Adventurers come across a dark folk smuggling party.  The dark stalker leading the gang wastes no time with parley.  Instead he hurls a wriggling bag of somethings at the interfering adventurers and then flees.  The bag bursts as it lands, and out spills a cluster of enraged vargouilles who attack the first creatures they see.

A hag is determined to claim her changeling daughter, currently sweeping the floors of her foster parents’ inn.  On a blustery winter night the hag strikes, unleashing vargouilles harvested from the local cemetery to strike at the inn.  With the roads impassible and dawn far away, it’s a race against time as adventurers try to stop the vargouilles before the entire household and its guests are consumed.  In the course of the investigation, several of the guests turn out to be more than they appear as well…

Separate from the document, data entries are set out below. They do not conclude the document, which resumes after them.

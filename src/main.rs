use std::fs::OpenOptions;
use std::io::{self, Write};
use std::path::PathBuf;
use std::process::ExitCode;
use std::sync::Mutex;

use clap::Parser;
use crossterm::{
    execute,
    terminal::{disable_raw_mode, enable_raw_mode, EnterAlternateScreen, LeaveAlternateScreen},
};
use ratatui::{backend::CrosstermBackend, Terminal};
use tracing_subscriber::EnvFilter;

mod app;
mod cli;
mod config;
mod error;
mod forecast;
mod openmeteo;
mod units;
mod weather;

use crate::app::{run_app, App};
use crate::cli::Args;
use crate::config::Config;
use crate::error::Result;
use crate::forecast::ForecastView;
use crate::openmeteo::ForecastClient;

fn default_log_file() -> PathBuf {
    dirs::cache_dir()
        .unwrap_or_else(std::env::temp_dir)
        .join("tiempo")
        .join("tiempo.log")
}

/// `RUST_LOG` wins over the configured level. The TUI owns stdout, so it logs
/// to a file; the plain report logs to stderr.
fn init_logging(config: &Config, args: &Args) -> Result<()> {
    let filter = EnvFilter::try_from_default_env()
        .unwrap_or_else(|_| EnvFilter::new(&config.logging.level));

    if args.plain {
        tracing_subscriber::fmt()
            .with_env_filter(filter)
            .with_writer(io::stderr)
            .init();
        return Ok(());
    }

    let path = args.log_file.clone().unwrap_or_else(default_log_file);
    if let Some(dir) = path.parent() {
        std::fs::create_dir_all(dir)?;
    }
    let file = OpenOptions::new().create(true).append(true).open(&path)?;
    tracing_subscriber::fmt()
        .with_env_filter(filter)
        .with_ansi(false)
        .with_writer(Mutex::new(file))
        .init();
    Ok(())
}

async fn print_report(config: &Config, client: &ForecastClient) -> Result<()> {
    let forecast = client.fetch(&config.location).await?;
    let view = ForecastView::build(&forecast, &config.display)?;
    print!("{}", view.report(&config.location));
    Ok(())
}

/// Raw mode for as long as the guard lives, including early returns and panics.
struct RawMode;

impl RawMode {
    fn enable() -> io::Result<Self> {
        enable_raw_mode()?;
        Ok(Self)
    }
}

impl Drop for RawMode {
    fn drop(&mut self) {
        if let Err(err) = disable_raw_mode() {
            tracing::warn!(error = %err, "Failed to disable raw mode");
        }
    }
}

fn enter_screen<W: Write>(mut out: W) -> Result<Terminal<CrosstermBackend<W>>> {
    execute!(out, EnterAlternateScreen)?;
    Ok(Terminal::new(CrosstermBackend::new(out))?)
}

async fn run_tui(config: Config, client: &ForecastClient) -> Result<()> {
    // setup terminal
    let raw_mode = RawMode::enable()?;
    let mut terminal = enter_screen(io::stdout())?;

    // create app and run it
    let mut app = App::new(config);
    let res = run_app(&mut terminal, client, &mut app).await;

    // restore terminal
    drop(raw_mode);
    execute!(terminal.backend_mut(), LeaveAlternateScreen)?;
    terminal.show_cursor()?;

    res
}

async fn run(args: Args) -> Result<()> {
    let config = Config::from_args(&args)?;
    init_logging(&config, &args)?;
    tracing::info!(
        location = %config.location.name,
        latitude = config.location.latitude,
        longitude = config.location.longitude,
        "Starting"
    );

    let client = ForecastClient::new(&config.api)?;
    if args.plain {
        print_report(&config, &client).await
    } else {
        run_tui(config, &client).await
    }
}

#[tokio::main]
async fn main() -> ExitCode {
    let args = Args::parse();

    match run(args).await {
        Ok(()) => ExitCode::SUCCESS,
        Err(err) => {
            tracing::error!(error = %err, "Exiting with error");
            eprintln!("{}", err.user_message());
            eprintln!("{err}");
            ExitCode::FAILURE
        }
    }
}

Gloomtown is a large Shadow Plane settlement that borders the Realm of Despair.  Populated by fetchlings, night gnomes, and oracles and div callers of many races, it is a trading town where no deal ever goes as smoothly as it should, and where the down and out are left behind to drown their sorrows. Most never live long enough for said drowning to take place—vargouilles are common in Gloomtown, nesting in carnivorous trees by day and hunting by night.  They make short work of the unwary, and the Plane of Shadow offers little light to arrest the transformation of those they kiss.

Pathfinder Bestiary 272

That issue of Dungeon I mentioned is worth tracking down, by the way—it has a Shackled City Adventure Path installment, stats for the eponymous Evard (spoiler alert: black tentacles are involved), and a Freeport bonus adventure in the Polyhedron side of the mag.  Even that issue’s “Downer” is worth mentioning for a bit of Underdark surgery and a glimpse at one of the coolest bars this side of the Mos Eisley Cantina.

A great discussion about psychopomps is going on in yesterday’s comments (and is reminding me I need to get the delayed shinigami entry up).  See what folks are saying here.

Meanwhile, my pipes are frozen.  Again.  This winter is a thing.